WORK TO BE COMPLETED:
Repeat each line of the records below exactly.

Records drawn from a dataset:
==*==
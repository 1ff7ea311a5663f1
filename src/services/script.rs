use std::path::PathBuf;

use anyhow::{bail, Context, Result};
use log::info;
use tokio::process::Command;

use crate::dispatch::ActionResult;

/// Runs user scripts from the config `scripts/` directory (or an absolute
/// path). The captured text is always appended as the final argument.
pub struct ScriptRunner {
    scripts_dir: PathBuf,
}

impl ScriptRunner {
    pub fn new(scripts_dir: PathBuf) -> Self {
        Self { scripts_dir }
    }

    pub async fn run(
        &self,
        script_path: &str,
        arguments: &[String],
        source_text: &str,
    ) -> Result<ActionResult> {
        let path = self.resolve(script_path);
        if !path.exists() {
            bail!(
                "script not found: {} (looked in {})",
                script_path,
                self.scripts_dir.display()
            );
        }

        let mut args: Vec<String> = arguments.to_vec();
        args.push(source_text.to_string());

        info!("running script {}", path.display());

        let is_python = path.extension().and_then(|ext| ext.to_str()) == Some("py");
        let output = if is_python {
            let interpreter = if cfg!(windows) { "python" } else { "python3" };
            Command::new(interpreter)
                .env("PYTHONIOENCODING", "utf-8")
                .arg(&path)
                .args(&args)
                .output()
                .await
                .with_context(|| format!("failed to launch {interpreter}"))?
        } else {
            Command::new(&path)
                .args(&args)
                .output()
                .await
                .with_context(|| format!("failed to launch {}", path.display()))?
        };

        if !output.status.success() {
            let stderr = String::from_utf8_lossy(&output.stderr);
            bail!("script exited with {}: {}", output.status, stderr.trim());
        }

        Ok(ActionResult {
            text: String::from_utf8_lossy(&output.stdout).trim().to_string(),
            kind: "script".to_string(),
        })
    }

    fn resolve(&self, script_path: &str) -> PathBuf {
        let path = PathBuf::from(script_path);
        if path.is_absolute() {
            return path;
        }
        let under_scripts = self.scripts_dir.join(script_path);
        if under_scripts.exists() {
            under_scripts
        } else {
            path
        }
    }
}

#[cfg(test)]
mod tests {
    use super::*;

    #[tokio::test]
    async fn missing_script_is_an_error() {
        let dir = tempfile::tempdir().expect("tempdir");
        let runner = ScriptRunner::new(dir.path().to_path_buf());
        let err = runner
            .run("does-not-exist.sh", &[], "text")
            .await
            .expect_err("missing script should fail");
        assert!(err.to_string().contains("script not found"));
    }

    #[cfg(unix)]
    #[tokio::test]
    async fn script_receives_source_text_as_last_argument() {
        use std::os::unix::fs::PermissionsExt;

        let dir = tempfile::tempdir().expect("tempdir");
        let script = dir.path().join("echo-last.sh");
        std::fs::write(&script, "#!/bin/sh\nfor arg in \"$@\"; do last=\"$arg\"; done\nprintf '%s' \"$last\"\n")
            .expect("write script");
        std::fs::set_permissions(&script, std::fs::Permissions::from_mode(0o755))
            .expect("chmod script");

        let runner = ScriptRunner::new(dir.path().to_path_buf());
        let result = runner
            .run("echo-last.sh", &["first".into()], "captured words")
            .await
            .expect("script should run");
        assert_eq!(result.text, "captured words");
        assert_eq!(result.kind, "script");
    }

    #[cfg(unix)]
    #[tokio::test]
    async fn failing_script_surfaces_stderr() {
        use std::os::unix::fs::PermissionsExt;

        let dir = tempfile::tempdir().expect("tempdir");
        let script = dir.path().join("fail.sh");
        std::fs::write(&script, "#!/bin/sh\necho 'boom' >&2\nexit 3\n").expect("write script");
        std::fs::set_permissions(&script, std::fs::Permissions::from_mode(0o755))
            .expect("chmod script");

        let runner = ScriptRunner::new(dir.path().to_path_buf());
        let err = runner
            .run("fail.sh", &[], "text")
            .await
            .expect_err("script should fail");
        assert!(err.to_string().contains("boom"));
    }
}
==*==
WORKED SOLUTION:
repository 1ff7ea311a5663f1
filename src/services/script.rs
use std::path::PathBuf;

use anyhow::{bail, Context, Result};
use log::info;
use tokio::process::Command;

use crate::dispatch::ActionResult;

/// Runs user scripts from the config `scripts/` directory (or an absolute
/// path). The captured text is always appended as the final argument.
pub struct ScriptRunner {
    scripts_dir: PathBuf,
}

impl ScriptRunner {
    pub fn new(scripts_dir: PathBuf) -> Self {
        Self { scripts_dir }
    }

    pub async fn run(
        &self,
        script_path: &str,
        arguments: &[String],
        source_text: &str,
    ) -> Result<ActionResult> {
        let path = self.resolve(script_path);
        if !path.exists() {
            bail!(
                "script not found: {} (looked in {})",
                script_path,
                self.scripts_dir.display()
            );
        }

        let mut args: Vec<String> = arguments.to_vec();
        args.push(source_text.to_string());

        info!("running script {}", path.display());

        let is_python = path.extension().and_then(|ext| ext.to_str()) == Some("py");
        let output = if is_python {
            let interpreter = if cfg!(windows) { "python" } else { "python3" };
            Command::new(interpreter)
                .env("PYTHONIOENCODING", "utf-8")
                .arg(&path)
                .args(&args)
                .output()
                .await
                .with_context(|| format!("failed to launch {interpreter}"))?
        } else {
            Command::new(&path)
                .args(&args)
                .output()
                .await
                .with_context(|| format!("failed to launch {}", path.display()))?
        };

        if !output.status.success() {
            let stderr = String::from_utf8_lossy(&output.stderr);
            bail!("script exited with {}: {}", output.status, stderr.trim());
        }

        Ok(ActionResult {
            text: String::from_utf8_lossy(&output.stdout).trim().to_string(),
            kind: "script".to_string(),
        })
    }

    fn resolve(&self, script_path: &str) -> PathBuf {
        let path = PathBuf::from(script_path);
        if path.is_absolute() {
            return path;
        }
        let under_scripts = self.scripts_dir.join(script_path);
        if under_scripts.exists() {
            under_scripts
        } else {
            path
        }
    }
}

#[cfg(test)]
mod tests {
    use super::*;

    #[tokio::test]
    async fn missing_script_is_an_error() {
        let dir = tempfile::tempdir().expect("tempdir");
        let runner = ScriptRunner::new(dir.path().to_path_buf());
        let err = runner
            .run("does-not-exist.sh", &[], "text")
            .await
            .expect_err("missing script should fail");
        assert!(err.to_string().contains("script not found"));
    }

    #[cfg(unix)]
    #[tokio::test]
    async fn script_receives_source_text_as_last_argument() {
        use std::os::unix::fs::PermissionsExt;

        let dir = tempfile::tempdir().expect("tempdir");
        let script = dir.path().join("echo-last.sh");
        std::fs::write(&script, "#!/bin/sh\nfor arg in \"$@\"; do last=\"$arg\"; done\nprintf '%s' \"$last\"\n")
            .expect("write script");
        std::fs::set_permissions(&script, std::fs::Permissions::from_mode(0o755))
            .expect("chmod script");

        let runner = ScriptRunner::new(dir.path().to_path_buf());
        let result = runner
            .run("echo-last.sh", &["first".into()], "captured words")
            .await
            .expect("script should run");
        assert_eq!(result.text, "captured words");
        assert_eq!(result.kind, "script");
    }

    #[cfg(unix)]
    #[tokio::test]
    async fn failing_script_surfaces_stderr() {
        use std::os::unix::fs::PermissionsExt;

        let dir = tempfile::tempdir().expect("tempdir");
        let script = dir.path().join("fail.sh");
        std::fs::write(&script, "#!/bin/sh\necho 'boom' >&2\nexit 3\n").expect("write script");
        std::fs::set_permissions(&script, std::fs::Permissions::from_mode(0o755))
            .expect("chmod script");

        let runner = ScriptRunner::new(dir.path().to_path_buf());
        let err = runner
            .run("fail.sh", &[], "text")
            .await
            .expect_err("script should fail");
        assert!(err.to_string().contains("boom"));
    }
}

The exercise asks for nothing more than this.